PANH
| IATA | ICAO | Call sign |
| PA | PAN | PANH |
- Founded: 2013
- Hubs: Ulan-Ude - Baikal International Airport
- Focus cities: Irkutsk - International Airport Irkutsk
- Fleet size: 4
- Parent company: Bural
- Headquarters: Ulan-Ude, Russia

= PANH =

Airline based in Ulan-Ude, Russia

PANH is an airline based in Ulan-Ude, Russia. It operates trunk and regional passenger services.
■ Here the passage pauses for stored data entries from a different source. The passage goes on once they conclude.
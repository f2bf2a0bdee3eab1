use std::env;
use std::path::PathBuf;

fn main() {
    println!("cargo:rerun-if-changed=src/lib.rs");
    println!("cargo:rerun-if-changed=src/types.rs");

    let crate_dir = env::var("CARGO_MANIFEST_DIR").unwrap_or_else(|_| ".".to_string());
    let out = PathBuf::from(&crate_dir).join("include").join("xhr_ffi.h");

    let config = cbindgen::Config {
        language: cbindgen::Language::C,
        include_guard: Some("XHR_FFI_H".to_string()),
        ..Default::default()
    };

    // A header failure must not break the library build.
    match cbindgen::Builder::new()
        .with_crate(&crate_dir)
        .with_config(config)
        .generate()
    {
        Ok(bindings) => {
            if let Some(dir) = out.parent() {
                let _ = std::fs::create_dir_all(dir);
            }
            bindings.write_to_file(&out);
        }
        Err(err) => println!("cargo:warning=cbindgen skipped: {err}"),
    }
}
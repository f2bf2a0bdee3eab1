//! `#[repr(C)]` types for the FFI boundary.
//!
//! # Design
//! Each type mirrors a core type with C-compatible representations: C
//! strings instead of `String`, pointer plus length instead of `Vec`, and
//! enums with explicit discriminants. Data flowing out to the host
//! (`FfiTransportRequest`) is borrowed for the duration of one callback;
//! data flowing in (`FfiTransportResponse`) is read and copied, never freed.

use std::ffi::{c_void, CStr, CString};
use std::os::raw::c_char;

use xhr_core::{HttpMethod, Payload, TransportRequest, TransportResponse};

// ---------------------------------------------------------------------------
// Status codes
// ---------------------------------------------------------------------------

/// Result of every status-returning `xhr_*` function.
#[repr(C)]
#[derive(Debug, Clone, Copy, PartialEq, Eq)]
pub enum FfiStatus {
    Ok = 0,
    /// The call was a tolerated no-op (second send, reopen, bad method).
    Skipped = 1,
    /// `InvalidStateError` in the core.
    InvalidState = 2,
    NullArg = 3,
    /// A string argument was not valid UTF-8.
    InvalidArg = 4,
    /// No pending transport call or timer has that id.
    UnknownCall = 5,
    Panic = 6,
}

// ---------------------------------------------------------------------------
// Host callbacks
// ---------------------------------------------------------------------------

/// Function table the C host fills in. `ctx` is passed back unchanged as
/// the first argument of every callback.
///
/// - `request`: start a transport call. Answer it later (or before
///   returning) with `xhr_call_succeed`/`xhr_call_fail` followed by
///   `xhr_call_complete`, passing the same `call_id`.
/// - `abort`: best-effort cancellation of `call_id`.
/// - `schedule`: call `xhr_timer_fire(session, timer_id)` after `delay_ms`.
/// - `cancel`: forget `timer_id`.
#[repr(C)]
#[derive(Clone, Copy)]
pub struct FfiHost {
    pub ctx: *mut c_void,
    pub request: Option<unsafe extern "C" fn(ctx: *mut c_void, request: *const FfiTransportRequest)>,
    pub abort: Option<unsafe extern "C" fn(ctx: *mut c_void, call_id: u64)>,
    pub schedule: Option<unsafe extern "C" fn(ctx: *mut c_void, timer_id: u64, delay_ms: u64)>,
    pub cancel: Option<unsafe extern "C" fn(ctx: *mut c_void, timer_id: u64)>,
}

/// Listener callback registered with `xhr_session_add_listener`.
pub type FfiEventCallback =
    Option<unsafe extern "C" fn(user: *mut c_void, event_type: *const c_char, ready_state: u8)>;

// ---------------------------------------------------------------------------
// Shared plain data
// ---------------------------------------------------------------------------

/// HTTP method as a C enum.
#[repr(C)]
#[derive(Debug, Clone, Copy, PartialEq, Eq)]
pub enum FfiHttpMethod {
    Get = 0,
    Post = 1,
    Put = 2,
    Delete = 3,
}

impl From<HttpMethod> for FfiHttpMethod {
    fn from(m: HttpMethod) -> Self {
        match m {
            HttpMethod::Get => FfiHttpMethod::Get,
            HttpMethod::Post => FfiHttpMethod::Post,
            HttpMethod::Put => FfiHttpMethod::Put,
            HttpMethod::Delete => FfiHttpMethod::Delete,
        }
    }
}

/// A single header as a pair of C strings.
#[repr(C)]
pub struct FfiHeader {
    pub name: *const c_char,
    pub value: *const c_char,
}

/// How the bytes of a body are to be interpreted.
#[repr(C)]
#[derive(Debug, Clone, Copy, PartialEq, Eq)]
pub enum FfiPayloadKind {
    None = 0,
    Text = 1,
    Json = 2,
    Bytes = 3,
}

// ---------------------------------------------------------------------------
// Outgoing request
// ---------------------------------------------------------------------------

/// A transport request handed to `FfiHost::request`.
///
/// Every pointer is valid only until the callback returns; the host copies
/// what it keeps.
#[repr(C)]
pub struct FfiTransportRequest {
    pub call_id: u64,
    pub method: FfiHttpMethod,
    pub url: *const c_char,
    pub headers: *const FfiHeader,
    pub headers_len: u32,
    pub body_kind: FfiPayloadKind,
    pub body: *const u8,
    pub body_len: usize,
    pub data_type: *const c_char,
}

/// Owned backing storage for an `FfiTransportRequest`.
pub(crate) struct OwnedRequest {
    method: FfiHttpMethod,
    url: CString,
    header_strings: Vec<(CString, CString)>,
    headers: Vec<FfiHeader>,
    body_kind: FfiPayloadKind,
    body: Vec<u8>,
    data_type: CString,
}

impl OwnedRequest {
    pub(crate) fn from_core(req: TransportRequest) -> Self {
        let header_strings: Vec<(CString, CString)> = req
            .header
            .into_iter()
            .map(|(name, value)| (c_string(name), c_string(value)))
            .collect();
        let headers = header_strings
            .iter()
            .map(|(name, value)| FfiHeader {
                name: name.as_ptr(),
                value: value.as_ptr(),
            })
            .collect();
        let (body_kind, body) = match req.data {
            None => (FfiPayloadKind::None, Vec::new()),
            Some(Payload::Text(text)) => (FfiPayloadKind::Text, text.into_bytes()),
            Some(Payload::Json(value)) => (FfiPayloadKind::Json, value.to_string().into_bytes()),
            Some(Payload::Bytes(bytes)) => (FfiPayloadKind::Bytes, bytes),
        };
        Self {
            method: req.method.into(),
            url: c_string(req.url),
            header_strings,
            headers,
            body_kind,
            body,
            data_type: c_string(req.data_type),
        }
    }

    /// Borrowed view for the host callback. Must not outlive `self`.
    pub(crate) fn view(&self, call_id: u64) -> FfiTransportRequest {
        debug_assert_eq!(self.headers.len(), self.header_strings.len());
        FfiTransportRequest {
            call_id,
            method: self.method,
            url: self.url.as_ptr(),
            headers: if self.headers.is_empty() {
                std::ptr::null()
            } else {
                self.headers.as_ptr()
            },
            headers_len: self.headers.len() as u32,
            body_kind: self.body_kind,
            body: if self.body.is_empty() {
                std::ptr::null()
            } else {
                self.body.as_ptr()
            },
            body_len: self.body.len(),
            data_type: self.data_type.as_ptr(),
        }
    }
}

// ---------------------------------------------------------------------------
// Incoming response (caller-provided, not freed by us)
// ---------------------------------------------------------------------------

/// A transport response described by the host.
///
/// The host builds this on its stack and passes a pointer to
/// `xhr_call_succeed` or `xhr_call_fail`. A `Json` body that does not parse
/// is kept as text.
#[repr(C)]
pub struct FfiTransportResponse {
    pub status_code: u16,
    pub headers: *const FfiHeader,
    pub headers_len: u32,
    pub body_kind: FfiPayloadKind,
    pub body: *const u8,
    pub body_len: usize,
}

impl FfiTransportResponse {
    /// Copy into a core response.
    ///
    /// # Safety
    /// `headers` must point to `headers_len` headers whose strings are
    /// NUL-terminated, and `body` to `body_len` readable bytes (either may be
    /// null when its length is zero).
    pub(crate) unsafe fn to_core(&self) -> TransportResponse {
        let header = if self.headers.is_null() || self.headers_len == 0 {
            Vec::new()
        } else {
            let headers =
                unsafe { std::slice::from_raw_parts(self.headers, self.headers_len as usize) };
            headers
                .iter()
                .filter(|h| !h.name.is_null())
                .map(|h| unsafe { (lossy(h.name), lossy(h.value)) })
                .collect()
        };
        let bytes = if self.body.is_null() || self.body_len == 0 {
            Vec::new()
        } else {
            unsafe { std::slice::from_raw_parts(self.body, self.body_len) }.to_vec()
        };
        let data = match self.body_kind {
            FfiPayloadKind::None => None,
            FfiPayloadKind::Bytes => Some(Payload::Bytes(bytes)),
            FfiPayloadKind::Text => Some(Payload::Text(String::from_utf8_lossy(&bytes).into_owned())),
            FfiPayloadKind::Json => {
                let text = String::from_utf8_lossy(&bytes).into_owned();
                match serde_json::from_str(&text) {
                    Ok(value) => Some(Payload::Json(value)),
                    Err(_) => Some(Payload::Text(text)),
                }
            }
        };
        TransportResponse {
            status_code: self.status_code,
            header,
            data,
        }
    }
}

// ---------------------------------------------------------------------------
// String helpers
// ---------------------------------------------------------------------------

/// Build a `CString`, dropping interior NUL bytes.
pub(crate) fn c_string(s: impl Into<Vec<u8>>) -> CString {
    CString::new(s).unwrap_or_else(|err| {
        let mut bytes = err.into_vec();
        bytes.retain(|&b| b != 0);
        CString::new(bytes).unwrap_or_default()
    })
}

/// # Safety
/// `ptr` must be null or a NUL-terminated string.
unsafe fn lossy(ptr: *const c_char) -> String {
    if ptr.is_null() {
        return String::new();
    }
    unsafe { CStr::from_ptr(ptr) }.to_string_lossy().into_owned()
}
Its main base is Ulan-Ude Airport.

== History ==
The airline was established in 2013 as an affiliate of Bural.

== Fleet ==

The PANH fleet includes the following aircraft (at March 2013):
- 4 Cessna 208
- 3 Let L-410

== Destinations==
- RUS
  - Buryatia
  - Bagdarin – Bagdarin Airport
  - Kurumkan – Kurumkan Airport
  - Kyren – Kyren Airport
  - Nizhneangarsk – Nizhneangarsk Airport
  - Orlik – Orlik Airport
  - Taksimo – Taksimo Airport
  - Ulan-Ude – Ulan-Ude Airport Main hub
  - Irkutsk Oblast
  - Bratsk – Bratsk Airport
  - Irkutsk – Irkutsk Airport
  - Kazachinskoe – Kazachinskoe Airport
  - Ust-Ilimsk – Ust-Ilimsk Airport

== History ==
In 2016, the State Transport Leasing Company (STLC) seized five aircraft from the company owing to financial problems.